Joyce lost the fight on a countback, having drawn
11-11, the winning punch landing just 14 seconds
from the bell. “I have to live for four years with
what I did today,” a tearful Joyce told us, his
voice breaking.
“The hardest part is that this is the Olympics.
“Hopefully, I’ll come back. But… it’s hard. I’m
young, but four years is a long time away. You don’t
know what’s going to happen. Sure you don’t know
what’s going to happen tomorrow.”
Ireland’s first defeat in the Workers’ Gymnasium
could not have come in more heartbreaking
circumstances, the Irishman coming back from a
nightmare first round to lead 10-8 entering the
final minute.
Yet, on a day when scoring trends came in for
scathing criticism, there were no excuses from the
Irish camp. Joyce did feel that Diaz might been
given a warning for use of the head, yet he had no
appetite for moral victories.
“At the end of the day, he was stronger and
better,” he said. “I was penalised for holding, but
it was early enough. And, at the same time, I
deserved it. You know he was always in my face and I
didn’t know what to do.” The fight was ablaze with
incident, Joyce taking a standing count in the
third, a round he won 5-1.
Then, midway through the fourth, head coach
Billy Walsh was ordered from the auditorium
after a series of warnings from Korean referee
Kim Jae-bong. There were few portents of such
drama early on when Diaz stormed into a 3-0 lead
inside 40 seconds.
The Dominican fighter won the round 5-1, gaining
two points from Joyce’s public warning. A rout
seemed possible. But Joyce stormed back with some
smart left hooks in the second to win 3-2, the
referee already wagging an admonishing finger in
Walsh’s direction.
Walsh explained afterwards that he was concerned
that – as the action grew increasingly fevered –
Joyce might draw another warning from Kim. “It
looked pretty imminent,” he said. “Actually, Johnny
was fortunate when you look at it because the
referee was pretty lenient after that.”
Walsh revealed that a letter had been passed
around the Olympic village at breakfast yesterday
morning declaring that the authorities would “come
down heavily” on boxers who held or danced around
without punching. Agony “We can have no complaints”
he said. “John
Joe deserved the warning.”
If so, the agony was in the execution of justice.

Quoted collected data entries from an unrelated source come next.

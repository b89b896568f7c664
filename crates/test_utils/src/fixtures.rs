//! Pre-built Test Fixtures
//!
//! Ready-to-use, predictable test data for the closing engine: a small chart
//! of accounts for one company and periods around January 2024.

use chrono::NaiveDate;
use core_kernel::{ClosingPeriod, CurrencyCode, Precision, VoucherId};
use domain_closing::{Account, PeriodClosingVoucher, ReportType};

/// Fixture for company and account data
pub struct LedgerFixtures;

impl LedgerFixtures {
    /// The company every fixture belongs to
    pub fn company() -> &'static str {
        "Acme Corp"
    }

    /// Company currency
    pub fn usd() -> CurrencyCode {
        CurrencyCode::new("USD").unwrap()
    }

    /// A second currency for multi-currency accounts
    pub fn eur() -> CurrencyCode {
        CurrencyCode::new("EUR").unwrap()
    }

    /// Account receiving the net P&L balance
    pub fn closing_account() -> &'static str {
        "Retained Earnings - AC"
    }

    pub fn sales() -> &'static str {
        "Sales - AC"
    }

    pub fn rent() -> &'static str {
        "Rent - AC"
    }

    pub fn cash() -> &'static str {
        "Cash - AC"
    }

    /// Income account kept in EUR
    pub fn export_sales() -> &'static str {
        "Export Sales - AC"
    }

    /// The full chart of accounts
    pub fn accounts() -> Vec<Account> {
        let company = Self::company();
        vec![
            Account::new(Self::sales(), company, ReportType::ProfitAndLoss, Self::usd()),
            Account::new(Self::rent(), company, ReportType::ProfitAndLoss, Self::usd()),
            Account::new(Self::export_sales(), company, ReportType::ProfitAndLoss, Self::eur()),
            Account::new(Self::cash(), company, ReportType::BalanceSheet, Self::usd()),
            Account::new(Self::closing_account(), company, ReportType::BalanceSheet, Self::usd()),
        ]
    }
}

/// Fixture for dates and periods
pub struct PeriodFixtures;

impl PeriodFixtures {
    pub fn date(year: i32, month: u32, day: u32) -> NaiveDate {
        NaiveDate::from_ymd_opt(year, month, day).unwrap()
    }

    /// First day of every default period
    pub fn period_start() -> NaiveDate {
        Self::date(2024, 1, 1)
    }

    /// 2024-01-01 through 2024-01-03
    pub fn three_days() -> ClosingPeriod {
        Self::days(3)
    }

    /// The whole of January 2024
    pub fn january_2024() -> ClosingPeriod {
        Self::days(31)
    }

    /// `count` days starting 2024-01-01
    pub fn days(count: u32) -> ClosingPeriod {
        let start = Self::period_start();
        let end = start + chrono::Days::new(u64::from(count.max(1)) - 1);
        ClosingPeriod::new(start, end).unwrap()
    }
}

/// Fixture for closing vouchers
pub struct VoucherFixtures;

impl VoucherFixtures {
    /// A voucher closing `period` for the fixture company
    pub fn voucher(period: ClosingPeriod) -> PeriodClosingVoucher {
        PeriodClosingVoucher {
            id: VoucherId::new(),
            company: LedgerFixtures::company().to_string(),
            period,
            fiscal_year: Some("2024".to_string()),
            closing_account_head: LedgerFixtures::closing_account().to_string(),
            remarks: Some("Period closing".to_string()),
            is_first_closing: false,
        }
    }

    /// The company's first closing voucher
    pub fn first_voucher(period: ClosingPeriod) -> PeriodClosingVoucher {
        PeriodClosingVoucher {
            is_first_closing: true,
            ..Self::voucher(period)
        }
    }
}

/// Default amount precision
pub fn default_precision() -> Precision {
    Precision::default()
}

For Joyce had rallied to lead 11-10 when – 14
seconds away from glory – a lightning Diaz
combination effectively dumped him from the Games.
“I wasn’t able to fight at all,” he lamented
afterwards. “It was scrappy enough by me.
He (Diaz) came out pretty strong in the first and
I wasn’t expecting him to come that strong or to be
as strong. But I kind of regrouped after that first
round. “When we were in close he was working so
hard. I thought he could have been given a warning
for his head.
His head was in my face the whole time. But the
referee only looked at me. That’s the way it is.”
Diaz’s early attack was unexpected, given the more
thoughtful style of his firstround victory. This
time, as Joyce put it, “he came with guns blazing”.
Yet, gallingly, Joyce lost a fight in which he
scored 11 points against an opponent who scored
nine. That fact seems destined to haunt him. As
Walsh observed flatly: “It’s hard for Johnny at the
moment. He is going to be down for a long, long
time. I’ve been through this myself, so I know what
it’s like.
He’s got to go away and have a good cry. “I know
when I lost I cried for a week in
Seoul.
It feels like the end of the world and it should
feel that way. Because it’s not pretty to lose and
you shouldn’t be happy when you do. He shouldn’t be
going around partying with a smile on his face. He
should be sick to his teeth.” One look at Joyce
vouched for the veracity of Walsh’s assessment.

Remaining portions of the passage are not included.